Com esse fim, a BChem desenvolveu uma usina móvel de biodiesel, que possui a capacidade de produzir até 30 mil litros de combustível por mês. “No Brasil, milhares de litros de óleo vegetal são utilizados toda semana na fritura de alimentos, gerando enormes quantidades de óleo residual. Nós vimos nisso a necessidade de desenvolver uma tecnologia sustentável que utilizasse essa matéria-prima poluente e de baixo valor agregado para criar um combustível mais limpo e acessível”, afirma Alex Brasil, sócio-fundador da BChem.
O biodiesel produzido pela empresa é certificado pela Agência Nacional de Petróleo e, de acordo com o fundador da startup, o combustível é 80% menos poluente que o diesel comum e tem poder lubrificante maior.
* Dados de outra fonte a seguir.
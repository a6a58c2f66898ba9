//! Growable little-endian byte sink.

use alloc::vec::Vec;

use crate::Record;

/// Appends little-endian scalars and fixed-width fields to a byte buffer.
#[derive(Debug, Clone, Default)]
pub struct Writer {
    buf: Vec<u8>,
}

impl Writer {
    /// Creates an empty writer.
    #[must_use]
    pub fn new() -> Self {
        Self::default()
    }

    /// Creates an empty writer with room for `capacity` bytes.
    #[must_use]
    pub fn with_capacity(capacity: usize) -> Self {
        Self {
            buf: Vec::with_capacity(capacity),
        }
    }

    /// Number of bytes written so far.
    #[must_use]
    pub fn len(&self) -> usize {
        self.buf.len()
    }

    /// Returns `true` if nothing has been written.
    #[must_use]
    pub fn is_empty(&self) -> bool {
        self.buf.is_empty()
    }

    /// Consumes the writer and returns the written bytes.
    #[must_use]
    pub fn into_inner(self) -> Vec<u8> {
        self.buf
    }

    /// Appends a single byte.
    pub fn u8(&mut self, value: u8) {
        self.buf.push(value);
    }

    /// Appends a little-endian `u16`.
    pub fn u16_le(&mut self, value: u16) {
        self.buf.extend_from_slice(&value.to_le_bytes());
    }

    /// Appends a little-endian `u32`.
    pub fn u32_le(&mut self, value: u32) {
        self.buf.extend_from_slice(&value.to_le_bytes());
    }

    /// Appends raw bytes.
    pub fn bytes(&mut self, data: &[u8]) {
        self.buf.extend_from_slice(data);
    }

    /// Appends `len` zero bytes.
    pub fn zeros(&mut self, len: usize) {
        self.buf.resize(self.buf.len() + len, 0);
    }

    /// Appends a fixed-width field of exactly `capacity` bytes.
    ///
    /// At most `capacity` bytes of `data` are copied and the remainder of the
    /// field is zero-filled. Returns the number of bytes of `data` that did
    /// not fit.
    pub fn fixed(&mut self, data: &[u8], capacity: usize) -> usize {
        let kept = data.len().min(capacity);
        self.buf.extend_from_slice(&data[..kept]);
        self.zeros(capacity - kept);
        data.len() - kept
    }

    /// Appends an encoded [`Record`].
    pub fn record<R: Record>(&mut self, record: &R) {
        let start = self.buf.len();
        record.encode(self);
        debug_assert_eq!(self.buf.len() - start, R::SIZE, "record encoded a wrong size");
    }
}

#[cfg(test)]
mod tests {
    use super::*;

    #[test]
    fn writes_little_endian_scalars() {
        let mut w = Writer::new();
        w.u8(0x01);
        w.u16_le(0x1234);
        w.u32_le(0x1234_5678);
        assert_eq!(w.into_inner(), [0x01, 0x34, 0x12, 0x78, 0x56, 0x34, 0x12]);
    }

    #[test]
    fn fixed_field_pads_with_zeros() {
        let mut w = Writer::new();
        let dropped = w.fixed(b"abc", 6);
        assert_eq!(dropped, 0);
        assert_eq!(w.into_inner(), b"abc\0\0\0");
    }

    #[test]
    fn fixed_field_truncates_and_reports() {
        let mut w = Writer::new();
        let dropped = w.fixed(b"abcdef", 4);
        assert_eq!(dropped, 2);
        assert_eq!(w.into_inner(), b"abcd");
    }

    #[test]
    fn zeros_and_len() {
        let mut w = Writer::with_capacity(8);
        assert!(w.is_empty());
        w.zeros(5);
        w.bytes(&[1, 2]);
        assert_eq!(w.len(), 7);
        assert_eq!(w.into_inner(), [0, 0, 0, 0, 0, 1, 2]);
    }
}
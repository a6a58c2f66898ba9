//! Bounds-checked little-endian byte cursor.

use core::fmt;

use crate::Record;

/// Errors that can occur while decoding a record.
#[derive(Debug, Clone, Copy, PartialEq, Eq)]
pub enum DecodeError {
    /// Fewer bytes were available than the read required.
    Truncated {
        /// Offset into the underlying buffer where the read started.
        offset: usize,
        /// Number of bytes the read required.
        needed: usize,
        /// Number of bytes left in the buffer at `offset`.
        available: usize,
    },
    /// A field held a value the record does not accept.
    InvalidValue {
        /// Offset of the offending field.
        offset: usize,
        /// Short description of the field.
        field: &'static str,
    },
}

impl fmt::Display for DecodeError {
    fn fmt(&self, f: &mut fmt::Formatter<'_>) -> fmt::Result {
        match self {
            Self::Truncated {
                offset,
                needed,
                available,
            } => write!(
                f,
                "input truncated at offset {offset:#x}: needed {needed} bytes, {available} available"
            ),
            Self::InvalidValue { offset, field } => {
                write!(f, "invalid {field} at offset {offset:#x}")
            }
        }
    }
}

impl core::error::Error for DecodeError {}

/// A forward-only cursor over a byte slice.
///
/// All multi-byte reads are little-endian. Every read checks the remaining
/// length first and leaves the cursor untouched on failure.
#[derive(Debug, Clone)]
pub struct Reader<'a> {
    data: &'a [u8],
    pos: usize,
}

impl<'a> Reader<'a> {
    /// Creates a reader positioned at the start of `data`.
    #[must_use]
    pub fn new(data: &'a [u8]) -> Self {
        Self { data, pos: 0 }
    }

    /// Creates a reader positioned at `offset` within `data`.
    ///
    /// # Errors
    ///
    /// Returns [`DecodeError::Truncated`] if `offset` lies past the end of
    /// `data`.
    pub fn at(data: &'a [u8], offset: usize) -> Result<Self, DecodeError> {
        if offset > data.len() {
            return Err(DecodeError::Truncated {
                offset,
                needed: 0,
                available: 0,
            });
        }
        Ok(Self { data, pos: offset })
    }

    /// Current offset into the underlying buffer.
    #[must_use]
    pub fn position(&self) -> usize {
        self.pos
    }

    /// Number of bytes left to read.
    #[must_use]
    pub fn remaining(&self) -> usize {
        self.data.len() - self.pos
    }

    /// Fails unless at least `needed` bytes remain.
    ///
    /// # Errors
    ///
    /// Returns [`DecodeError::Truncated`] describing the shortfall.
    pub fn ensure(&self, needed: usize) -> Result<(), DecodeError> {
        if self.remaining() < needed {
            return Err(DecodeError::Truncated {
                offset: self.pos,
                needed,
                available: self.remaining(),
            });
        }
        Ok(())
    }

    /// Returns the next `len` bytes and advances past them.
    ///
    /// # Errors
    ///
    /// Returns [`DecodeError::Truncated`] if fewer than `len` bytes remain.
    pub fn bytes(&mut self, len: usize) -> Result<&'a [u8], DecodeError> {
        self.ensure(len)?;
        let out = &self.data[self.pos..self.pos + len];
        self.pos += len;
        Ok(out)
    }

    /// Reads a fixed-size byte array.
    ///
    /// # Errors
    ///
    /// Returns [`DecodeError::Truncated`] if fewer than `N` bytes remain.
    pub fn array<const N: usize>(&mut self) -> Result<[u8; N], DecodeError> {
        self.ensure(N)?;
        let mut out = [0u8; N];
        out.copy_from_slice(&self.data[self.pos..self.pos + N]);
        self.pos += N;
        Ok(out)
    }

    /// Skips `len` bytes of padding or unused fields.
    ///
    /// # Errors
    ///
    /// Returns [`DecodeError::Truncated`] if fewer than `len` bytes remain.
    pub fn skip(&mut self, len: usize) -> Result<(), DecodeError> {
        self.bytes(len).map(|_| ())
    }

    /// Reads a single byte.
    ///
    /// # Errors
    ///
    /// Returns [`DecodeError::Truncated`] at end of input.
    pub fn u8(&mut self) -> Result<u8, DecodeError> {
        self.array::<1>().map(|[b]| b)
    }

    /// Reads a little-endian `u16`.
    ///
    /// # Errors
    ///
    /// Returns [`DecodeError::Truncated`] if fewer than 2 bytes remain.
    pub fn u16_le(&mut self) -> Result<u16, DecodeError> {
        self.array().map(u16::from_le_bytes)
    }

    /// Reads a little-endian `u32`.
    ///
    /// # Errors
    ///
    /// Returns [`DecodeError::Truncated`] if fewer than 4 bytes remain.
    pub fn u32_le(&mut self) -> Result<u32, DecodeError> {
        self.array().map(u32::from_le_bytes)
    }

    /// Decodes a [`Record`] at the current position.
    ///
    /// The full `R::SIZE` bytes are checked up front, so a record either
    /// decodes completely or the cursor is left where it was.
    ///
    /// # Errors
    ///
    /// Returns [`DecodeError::Truncated`] if fewer than `R::SIZE` bytes
    /// remain, or the error reported by `R::decode`.
    pub fn record<R: Record>(&mut self) -> Result<R, DecodeError> {
        self.ensure(R::SIZE)?;
        let mut sub = Reader {
            data: &self.data[..self.pos + R::SIZE],
            pos: self.pos,
        };
        let record = R::decode(&mut sub)?;
        debug_assert_eq!(sub.pos, self.pos + R::SIZE, "record decoded a wrong size");
        self.pos += R::SIZE;
        Ok(record)
    }
}
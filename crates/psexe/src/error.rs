//! Error types for ELF to PS-X EXE conversion.

use std::fmt;

use psx_elf::ElfError;

/// Errors that abort a conversion.
///
/// Every variant is fatal: no output is produced once one is returned.
#[derive(Debug, Clone, PartialEq, Eq)]
pub enum ConvertError {
    /// The input is not an ELF file or its header is cut short.
    MalformedInput(ElfError),
    /// The input is an ELF file this converter cannot read (not 32-bit
    /// little-endian, or unexpected header record sizes).
    UnsupportedFormat(ElfError),
    /// The ELF file is readable but is not a MIPS executable.
    UnsupportedFile(ElfError),
    /// No loadable segment is left to build an image from.
    EmptyInput {
        /// Number of segments dropped by the read-only filter.
        stripped: usize,
    },
    /// The flattened image does not fit the 32-bit size field.
    ImageTooLarge {
        /// Size the image would have, in bytes.
        size: u64,
    },
    /// The region string contains a character that is not printable ASCII.
    InvalidRegionString {
        /// Byte offset of the offending character in the trimmed string.
        position: usize,
        /// The offending character.
        character: char,
    },
}

impl fmt::Display for ConvertError {
    fn fmt(&self, f: &mut fmt::Formatter<'_>) -> fmt::Result {
        match self {
            Self::MalformedInput(e) => write!(f, "malformed input: {e}"),
            Self::UnsupportedFormat(e) => write!(f, "unsupported format: {e}"),
            Self::UnsupportedFile(e) => write!(f, "unsupported file: {e}"),
            Self::EmptyInput { stripped: 0 } => {
                write!(f, "ELF file must contain at least one loadable segment")
            }
            Self::EmptyInput { stripped } => write!(
                f,
                "ELF file has no loadable segment left after stripping {stripped} read-only segment(s)"
            ),
            Self::ImageTooLarge { size } => {
                write!(f, "image of {size} bytes does not fit in a PS-X EXE")
            }
            Self::InvalidRegionString {
                position,
                character,
            } => write!(
                f,
                "region string must be printable ASCII (found {character:?} at byte {position})"
            ),
        }
    }
}

impl std::error::Error for ConvertError {
    fn source(&self) -> Option<&(dyn std::error::Error + 'static)> {
        match self {
            Self::MalformedInput(e) | Self::UnsupportedFormat(e) | Self::UnsupportedFile(e) => {
                Some(e)
            }
            _ => None,
        }
    }
}

impl From<ElfError> for ConvertError {
    fn from(e: ElfError) -> Self {
        match e {
            ElfError::BadMagic | ElfError::Truncated => Self::MalformedInput(e),
            ElfError::UnsupportedClass(_)
            | ElfError::UnsupportedEncoding(_)
            | ElfError::UnsupportedLayout { .. } => Self::UnsupportedFormat(e),
            ElfError::UnsupportedType(_) | ElfError::UnsupportedMachine(_) => {
                Self::UnsupportedFile(e)
            }
        }
    }
}
//! Command-line interface definitions for elf2exe.

use std::path::PathBuf;

use clap::Parser;

/// Converts an ELF executable into a PlayStation 1 .EXE file.
#[derive(Debug, Parser)]
#[command(name = "elf2exe", version, about)]
pub struct Cli {
    /// Path to ELF input executable.
    pub input: PathBuf,

    /// Path to PS1 executable to generate.
    pub output: PathBuf,

    /// Add a custom region string to the header.
    #[arg(long = "region-str", short = 'r', value_name = "STRING")]
    pub region: Option<String>,

    /// Add an initial value for the stack pointer to the header.
    #[arg(long = "set-sp", short = 's', value_name = "VALUE", value_parser = parse_int)]
    pub stack_pointer: Option<u32>,

    /// Add an initial value for the global pointer to the header.
    #[arg(long = "set-gp", short = 'g', value_name = "VALUE", value_parser = parse_int)]
    pub global_pointer: Option<u32>,

    /// Remove all ELF segments not marked writable nor executable from the
    /// output file.
    #[arg(long, short = 'S')]
    pub strip_read_only: bool,

    /// Read default conversion options from a TOML file.
    #[arg(long, short = 'c', value_name = "FILE")]
    pub config: Option<PathBuf>,

    /// Only print errors.
    #[arg(long, short = 'q', conflicts_with = "verbose")]
    pub quiet: bool,

    /// Print every segment placed or stripped.
    #[arg(long, short = 'v')]
    pub verbose: bool,
}

/// Parses an unsigned 32-bit integer the way a C literal is written:
/// decimal, or hexadecimal, octal or binary with a `0x`, `0o` or `0b`
/// prefix. Underscores between digits are ignored.
pub fn parse_int(value: &str) -> Result<u32, String> {
    let cleaned: String = value.trim().chars().filter(|&c| c != '_').collect();
    let lower = cleaned.to_ascii_lowercase();

    let (digits, radix) = if let Some(rest) = lower.strip_prefix("0x") {
        (rest, 16)
    } else if let Some(rest) = lower.strip_prefix("0o") {
        (rest, 8)
    } else if let Some(rest) = lower.strip_prefix("0b") {
        (rest, 2)
    } else {
        (lower.as_str(), 10)
    };

    if digits.is_empty() || digits.starts_with('+') {
        return Err(format!("invalid integer: {value:?}"));
    }
    u32::from_str_radix(digits, radix).map_err(|e| format!("invalid integer {value:?}: {e}"))
}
Atualmente a empresa desenvolve diversos projetos com algumas organizações de grande porte que investem na sua ideia, como a Fiat e a Gerdau. Em 2018, por exemplo, a Gerdau anunciou o lançamento do programa Bionergia Social em parceria com a BChem, cujo objetivo é conscientizar a população sobre o descarte incorreto do óleo, gerar empregos e produzir grandes quantidades de energia renovável com o biodiesel para a sua utilização nos processos industriais.
“A logística é o nosso maior desafio. A gente precisa de volumes muito grandes de matéria-prima, e esse óleo residual está espalhado por todo o País”, ponderou Alex Brasil. “O nosso objetivo é ampliar o número de unidades de usinas móveis para atingir um maior número de pessoas e continuar causando um impacto positivo no ambiente.”
O CEO da ZEG Ambiental, André Tchernobilsky, acredita que parte da solução para o problema dos resíduos urbanos se encontra no trabalho com os municípios para a realização de projetos mais baratos e eficientes, que consigam processar o lixo em diversas etapas, proporcionando uma economia circular às comunidades.
“O Brasil é um grande conglomerado de pequenos municípios, por isso, a realidade econômica de um aterro sanitário adequado, com uma correta captação de metano, por exemplo, está fora de alcance para a maioria”, diz ele.
Na ZEG Ambiental, o foco do negócio são eco-parques de processamento de lixo, para recuperar resíduos recicláveis e transformar os rejeitos não recicláveis — que podem conter tanto rejeitos alimentares quanto plásticos, tecidos e borrachas — em biogás, que subsequentemente é vendido para empresas de diversos setores.
Fundada em 2012, a cleantech possui um capital total investido de R$ 40 milhões até o momento e espera receber até o final de 2022 mais um aporte de R$ 10 milhões do Grupo Capitale.
Após anos de pesquisas e aprovação ambiental, a empresa saiu de uma fase final de validação de tecnologia em 2020 para a construção de duas plantas de processamento de resíduos em 2022, em Juiz de Fora e em Uberaba. Neste ano, além de trabalhar na implementação dessas duas plantas, a empresa encontra-se desenvolvendo mais cinco projetos ao redor do Brasil.